Le Conseil d'État s'est prononcé sur la légalité des textes fixant les conditions de constitution et de fonctionnement des sociétés pluri-professionnelles d'exercice.
L'art. 65 de la loi du 6 août 2015 a autorisé le Gouvernement à prendre par ordonnance les mesures relevant du domaine de la loi pour faciliter la création des sociétés pluri-professionnelles d'exercice « en prenant en considération les incompatibilités et les risques de conflits d'intérêts propres à chaque profession « et en « préservant les principes déontologiques applicables à chaque profession ». Ces dispositions n'ont ni pour objet ni pour effet de modifier ou de remettre en cause les règles déontologiques en vigueur propres à chacune des différentes professions susceptibles d'entrer dans l'objet social d'une société pluri-professionnelle d'exercice. Contrairement à ce que soutiennent le Conseil national des administrateurs judiciaires et des mandataires judiciaires et la chambre interdépartementale des notaires de Paris, elles n'imposent au Gouvernement ni de prévoir dans l'ordonnance des règles déontologiques spécifiques à l'exercice de différentes professions par la même société, ni de créer une autorité interprofessionnelle, ni même d'imposer au pouvoir réglementaire le soin d'édicter de telles règles. Il demeure loisible au pouvoir réglementaire d'adopter de telles dispositions s'il estime qu'elles sont de nature à renforcer l'efficacité du traitement des difficultés déontologiques et des conflits d'intérêts.

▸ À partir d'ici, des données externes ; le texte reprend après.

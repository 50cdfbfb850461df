//! The [`RemoteStore`] trait defining the replicated store boundary.

use std::collections::BTreeMap;

use crate::error::Result;
use crate::node::FieldValue;
use crate::subscription::{OnceFetch, Subscription};

/// Handle to the replicated key-value graph.
///
/// Nodes live at `namespace/id`; fields of a node are individually
/// addressable at `namespace/id/field`. Implementations must satisfy these
/// rules:
///
/// - Writes never block on replication. They either hand the mutation off
///   or fail immediately with [`RemoteError::Unavailable`](crate::RemoteError::Unavailable).
///   There is no acknowledgement, retry, or ordering guarantee beyond that.
/// - Writes merge at field level: `put_node` sets the given fields and
///   leaves others alone.
/// - A subscription first yields every node already under the namespace,
///   then every later change, always as the full merged node.
/// - A fetch resolves at most once.
pub trait RemoteStore: Send + Sync {
    /// Merge `fields` into the node at `namespace/id`.
    fn put_node(&self, namespace: &str, id: &str, fields: BTreeMap<String, FieldValue>) -> Result<()>;

    /// Set one field of the node at `namespace/id`.
    fn put_field(&self, namespace: &str, id: &str, field: &str, value: FieldValue) -> Result<()>;

    /// Clear the node at `namespace/id`.
    fn put_tombstone(&self, namespace: &str, id: &str) -> Result<()>;

    /// One-shot read of a single node.
    fn fetch_once(&self, namespace: &str, id: &str) -> Result<OnceFetch>;

    /// Live feed of every node under `namespace`.
    fn subscribe(&self, namespace: &str) -> Result<Subscription>;
}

Il résulte des termes mêmes de l'art. 31-8 de la loi du 31 décembre 1990 issu de l'ordonnance attaquée que chaque professionnel doit respecter, dans son exercice professionnel au sein d'une société pluri-professionnelle d'exercice, les dispositions réglementaires encadrant l'exercice de sa profession, notamment celles relatives à la déontologie, à la prévention et à la gestion des conflits d'intérêts. L'obligation d'information mutuelle des associés et des salariés prévue à l'art. 31-8 est destinée à permettre à chaque professionnel d'assurer la gestion d'un conflit d'intérêts identifié au regard des prescriptions déontologiques propres à sa profession. Les dispositions en vigueur applicables en cas de méconnaissance des obligations professionnelles et déontologiques ont vocation à s'appliquer en cas de non-respect de cette obligation. Les requérants ne sont dès lors pas fondés à soutenir que, faute d'avoir précisé les règles déontologiques et celles relatives à la gestion des conflits d'intérêts au sein des sociétés pluriprofessionnelles d'exercice, l'art. 3 de l'ordonnance attaquée méconnaîtrait la loi d'habilitation et, en tout état de cause, le principe constitutionnel de continuité du service public de la justice.